• [Work item]:
Read the records that follow and state how many lines hold "RrefOptions", adding nothing else.
****************************************
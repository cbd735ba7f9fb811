pub mod matrix {
    pub mod matrix;
    pub mod matrix_dense;
}
pub mod rref {
    pub mod engine;
    pub mod helpers;
    pub mod iterative;
    pub mod recursive;
}

pub mod error;
pub mod text;

pub use error::{Result, RrefError};
pub use matrix::matrix::Matrix;
pub use matrix::matrix_dense::MatrixDense;
pub use rref::engine::{rref, rref_rows, rref_with, RrefOptions, Strategy};

#[cfg(feature = "python")]
mod python {
    use crate::error::RrefError;
    use crate::matrix::matrix::Matrix;
    use crate::matrix::matrix_dense::MatrixDense;
    use crate::rref::engine::{rref_with, RrefOptions, Strategy};
    use pyo3::exceptions::PyValueError;
    use pyo3::prelude::*;

    fn value_error(error: RrefError) -> PyErr {
        PyValueError::new_err(error.to_string())
    }

    fn from_list(matrix: Vec<Vec<f64>>) -> PyResult<MatrixDense<f64>> {
        MatrixDense::from_list(matrix).map_err(value_error)
    }

    #[pyfunction]
    #[pyo3(name = "rref", signature = (matrix, sort_zero_rows = false))]
    fn py_rref(matrix: Vec<Vec<f64>>, sort_zero_rows: bool) -> PyResult<Vec<Vec<f64>>> {
        let options = RrefOptions::new().sort_zero_rows(sort_zero_rows);
        match rref_with(from_list(matrix)?, &options) {
            Ok(result) => Ok(result.to_list()),
            Err(error) => Err(value_error(error)),
        }
    }

    #[pyfunction]
    #[pyo3(name = "rref_recursive")]
    fn py_rref_recursive(matrix: Vec<Vec<f64>>) -> PyResult<Vec<Vec<f64>>> {
        let options = RrefOptions::new().strategy(Strategy::Recursive);
        match rref_with(from_list(matrix)?, &options) {
            Ok(result) => Ok(result.to_list()),
            Err(error) => Err(value_error(error)),
        }
    }

    #[pyfunction]
    #[pyo3(name = "rank")]
    fn py_rank(matrix: Vec<Vec<f64>>) -> PyResult<usize> {
        Ok(from_list(matrix)?.rank())
    }

    #[pyfunction]
    #[pyo3(name = "is_rref")]
    fn py_is_rref(matrix: Vec<Vec<f64>>) -> PyResult<bool> {
        Ok(from_list(matrix)?.is_rref())
    }

    #[pyfunction]
    #[pyo3(name = "inverse")]
    fn py_inverse(matrix: Vec<Vec<f64>>) -> PyResult<Vec<Vec<f64>>> {
        match from_list(matrix)?.inverse() {
            Ok(result) => Ok(result.to_list()),
            Err(error) => Err(value_error(error)),
        }
    }

    #[pyfunction]
    #[pyo3(name = "solve_right")]
    fn py_solve_right(matrix: Vec<Vec<f64>>, target: Vec<f64>) -> PyResult<(Vec<f64>, usize)> {
        from_list(matrix)?.solve_right(target).map_err(value_error)
    }

    /// A Python module implemented in Rust.
    #[pymodule]
    fn rust_rref(_py: Python, m: &Bound<'_, PyModule>) -> PyResult<()> {
        m.add_function(wrap_pyfunction!(py_rref, m)?)?;
        m.add_function(wrap_pyfunction!(py_rref_recursive, m)?)?;
        m.add_function(wrap_pyfunction!(py_rank, m)?)?;
        m.add_function(wrap_pyfunction!(py_is_rref, m)?)?;
        m.add_function(wrap_pyfunction!(py_inverse, m)?)?;
        m.add_function(wrap_pyfunction!(py_solve_right, m)?)?;
        Ok(())
    }
}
****************************************
• [Task answer]:
4